Public Health England is to begin looking at how ethnicity and gender impact health outcomes from Covid-19.

A rapid review, announced in early May, will analyse thousands of existing health records of patients who have had coronavirus as well as data on health outcomes for NHS staff.

It aims to establish more robust data on the factors impacting the number of Covid-19 cases and severity of the outcomes for different groups within the population.

Vulnerable groups, including people experiencing homelessness, will also be included in the review.

Analysis of currently available data suggests people of black and minority ethnic (BAME) backgrounds are disproportionately affected by Covid-19.

Office of National Statistics figures published on 7 May revealed black people are are four times more likely to to die from the virus than white people.

As at the most recent figures, 94% of clinicians who have died due to the virus were from a BAME background, according to the British Medical Association.

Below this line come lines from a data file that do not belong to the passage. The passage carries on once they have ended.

//! Request and response types exchanged between the host, the worker and
//! the cache registry.

use bytes::Bytes;
use http::{HeaderMap, HeaderName, HeaderValue, Method, StatusCode, header};
use serde::{Deserialize, Serialize};
use url::Url;

use crate::Error;

/// What kind of resource the page asked for.
///
/// Hosts derive this from the `Sec-Fetch-Dest` request header.
#[derive(Debug, Clone, Copy, PartialEq, Eq, Default, Serialize, Deserialize)]
#[serde(rename_all = "lowercase")]
pub enum Destination {
    Document,
    Image,
    Script,
    Style,
    Font,
    Manifest,
    #[default]
    Empty,
    Other,
}

impl Destination {
    /// Parse a `Sec-Fetch-Dest` value. Unknown values map to `Other`.
    pub fn from_fetch_dest(value: &str) -> Self {
        match value.trim().to_ascii_lowercase().as_str() {
            "document" | "iframe" | "frame" => Destination::Document,
            "image" => Destination::Image,
            "script" | "worker" | "sharedworker" => Destination::Script,
            "style" => Destination::Style,
            "font" => Destination::Font,
            "manifest" => Destination::Manifest,
            "" | "empty" => Destination::Empty,
            _ => Destination::Other,
        }
    }
}

/// An intercepted request.
#[derive(Debug, Clone)]
pub struct WorkerRequest {
    pub method: Method,
    pub url: Url,
    pub headers: HeaderMap,
    pub destination: Destination,
}

impl WorkerRequest {
    /// Build a bodiless GET request, as issued for navigations and precaching.
    pub fn get(url: Url) -> Self {
        Self { method: Method::GET, url, headers: HeaderMap::new(), destination: Destination::Empty }
    }

    pub fn with_destination(mut self, destination: Destination) -> Self {
        self.destination = destination;
        self
    }

    /// URL used as the cache identity: the request URL without its fragment.
    pub fn cache_url(&self) -> String {
        let mut url = self.url.clone();
        url.set_fragment(None);
        url.into()
    }
}

/// A response snapshot, as returned by the network or stored in a partition.
///
/// The body is reference counted, so cloning a response to store it while
/// handing it back to the caller does not copy the payload.
#[derive(Debug, Clone, PartialEq, Eq)]
pub struct StoredResponse {
    pub status: StatusCode,
    pub headers: HeaderMap,
    pub body: Bytes,
}

impl StoredResponse {
    pub fn new(status: StatusCode, headers: HeaderMap, body: impl Into<Bytes>) -> Self {
        Self { status, headers, body: body.into() }
    }

    /// Whether the response may be written to a partition.
    pub fn is_success(&self) -> bool {
        self.status.is_success()
    }

    pub fn content_type(&self) -> Option<&str> {
        self.headers.get(header::CONTENT_TYPE).and_then(|v| v.to_str().ok())
    }

    /// Encode headers as an ordered JSON list of `[name, value]` pairs.
    ///
    /// Values are kept as raw bytes since obs-text is not valid UTF-8.
    pub fn headers_json(&self) -> Result<String, Error> {
        let pairs: Vec<(&str, &[u8])> =
            self.headers.iter().map(|(name, value)| (name.as_str(), value.as_bytes())).collect();

        serde_json::to_string(&pairs).map_err(|e| Error::InvalidInput(format!("failed to encode headers: {e}")))
    }

    /// Decode headers written by [`StoredResponse::headers_json`].
    pub fn headers_from_json(json: &str) -> Result<HeaderMap, Error> {
        let pairs: Vec<(String, Vec<u8>)> =
            serde_json::from_str(json).map_err(|e| Error::CorruptEntry(e.to_string()))?;

        let mut headers = HeaderMap::with_capacity(pairs.len());
        for (name, value) in pairs {
            let name = HeaderName::from_bytes(name.as_bytes()).map_err(|e| Error::CorruptEntry(e.to_string()))?;
            let value = HeaderValue::from_bytes(&value).map_err(|e| Error::CorruptEntry(e.to_string()))?;
            headers.append(name, value);
        }

        Ok(headers)
    }
}

#[cfg(test)]
mod tests {
    use super::*;

    #[test]
    fn test_destination_from_fetch_dest() {
        assert_eq!(Destination::from_fetch_dest("image"), Destination::Image);
        assert_eq!(Destination::from_fetch_dest("Document"), Destination::Document);
        assert_eq!(Destination::from_fetch_dest("empty"), Destination::Empty);
        assert_eq!(Destination::from_fetch_dest(""), Destination::Empty);
        assert_eq!(Destination::from_fetch_dest("audio"), Destination::Other);
    }

    #[test]
    fn test_cache_url_strips_fragment() {
        let req = WorkerRequest::get(Url::parse("https://rinkorea.com/shop?page=2#top").unwrap());
        assert_eq!(req.cache_url(), "https://rinkorea.com/shop?page=2");
    }

    #[test]
    fn test_headers_json_keeps_order_and_duplicates() {
        let mut headers = HeaderMap::new();
        headers.insert(header::CONTENT_TYPE, HeaderValue::from_static("image/png"));
        headers.append(header::SET_COOKIE, HeaderValue::from_static("a=1"));
        headers.append(header::SET_COOKIE, HeaderValue::from_static("b=2"));
        let response = StoredResponse::new(StatusCode::OK, headers.clone(), "png");

        let json = response.headers_json().unwrap();
        let decoded = StoredResponse::headers_from_json(&json).unwrap();

        assert_eq!(decoded, headers);
        let cookies: Vec<_> = decoded.get_all(header::SET_COOKIE).iter().collect();
        assert_eq!(cookies, vec!["a=1", "b=2"]);
    }

    #[test]
    fn test_headers_json_keeps_opaque_bytes() {
        let mut headers = HeaderMap::new();
        let disposition = HeaderValue::from_bytes(b"attachment; filename=\"caf\xE9.pdf\"").unwrap();
        headers.insert(header::CONTENT_DISPOSITION, disposition.clone());
        let response = StoredResponse::new(StatusCode::OK, headers, "pdf");

        let decoded = StoredResponse::headers_from_json(&response.headers_json().unwrap()).unwrap();
        assert_eq!(decoded.get(header::CONTENT_DISPOSITION).unwrap().as_bytes(), disposition.as_bytes());
    }

    #[test]
    fn test_headers_from_bad_json() {
        let result = StoredResponse::headers_from_json("{not json");
        assert!(matches!(result, Err(Error::CorruptEntry(_))));
    }

    #[test]
    fn test_is_success() {
        assert!(StoredResponse::new(StatusCode::OK, HeaderMap::new(), "").is_success());
        assert!(StoredResponse::new(StatusCode::NO_CONTENT, HeaderMap::new(), "").is_success());
        assert!(!StoredResponse::new(StatusCode::NOT_FOUND, HeaderMap::new(), "").is_success());
        assert!(!StoredResponse::new(StatusCode::SERVICE_UNAVAILABLE, HeaderMap::new(), "").is_success());
    }
}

Gender also appears to be playing a role in the severity of cases with early analysis suggesting cases in men are more likely to be fatal.

Professor Kevin Fenton, regional director of public health at PHE who is leading the review, said: “PHE is rapidly building robust data and undertaking detailed analysis to develop our understanding of the impact of this novel coronavirus on different groups which can inform actions to mitigate the risks it presents.

“PHE is engaging a wide range of external experts and independent advisors, representing diverse constituencies including devolved administrations, faith groups, voluntary and community sector organisations, local government, public health, academic, royal colleges and others.”

The Shuri Network, set up to support women of BAME backgrounds in digital health roles, welcomed the announcement, adding they hoped PHE would engage with a diverse range of stakeholders to hear the “lived experience” of patients, relatives and staff who have had Covid-19.

More detail about a standardised risk assessment tool is needed from NHSE and clear board level accountability for having these conversations as a matter of urgency is imperative,” founder Dr Shera Chok told Digital Health News.

“At present each provider organisation is developing their own stratification tool. Agency and locum staff are also at risk of falling through the gaps, thus increasing the risk to some staff groups who are already vulnerable to Covid-19.”

The Network previously told Digital Health News that analysing data on BAME cases of Covid-19 cannot be passed around departments as “too difficult to confront”.

Confronting statistics

Chok, a GP, called for “stronger focus” from healthcare leaders to address inequalities highlighted in the data and said the current situation was an opportunity to show how to achieve prevention and engagement with communities “using data and technology to improve outcomes and safety”.

According to an Institute of Fiscal Studies report, published 1 May, the impacts of Covid-19 are not uniform across ethnic groups and “aggregating all minorities together missus important differences”.

For example, Covid-19 hospital deaths are highest among the black Caribbean population – three times higher than the white British group, despite white British accounting for almost 80% of the population of England.

Areas of England with a higher BAME population appeared to be disproportionately affected, it was found.

The PHE review comes after the government has faced repeated calls to publish official statistics on ethnicity. The first set of data on ethnicity was published at the end of April.

The government has also been criticised for failing to identify the sex of patients in it’s Covid-19 data collection tool. Analysis of cases in China has found the death rate among men is higher than women – 2.8% compared to 1.7%.

Italy has followed a similar pattern, with men making up 60% of confirmed cases and more than 70% of those who have died, according to the countries main public health research agency.

According to Global Health 50/50, an initiative to advance gender equality in global health, the UK is among 12 countries not reporting cases and deaths by sex, alongside Russia, the US and Turkey.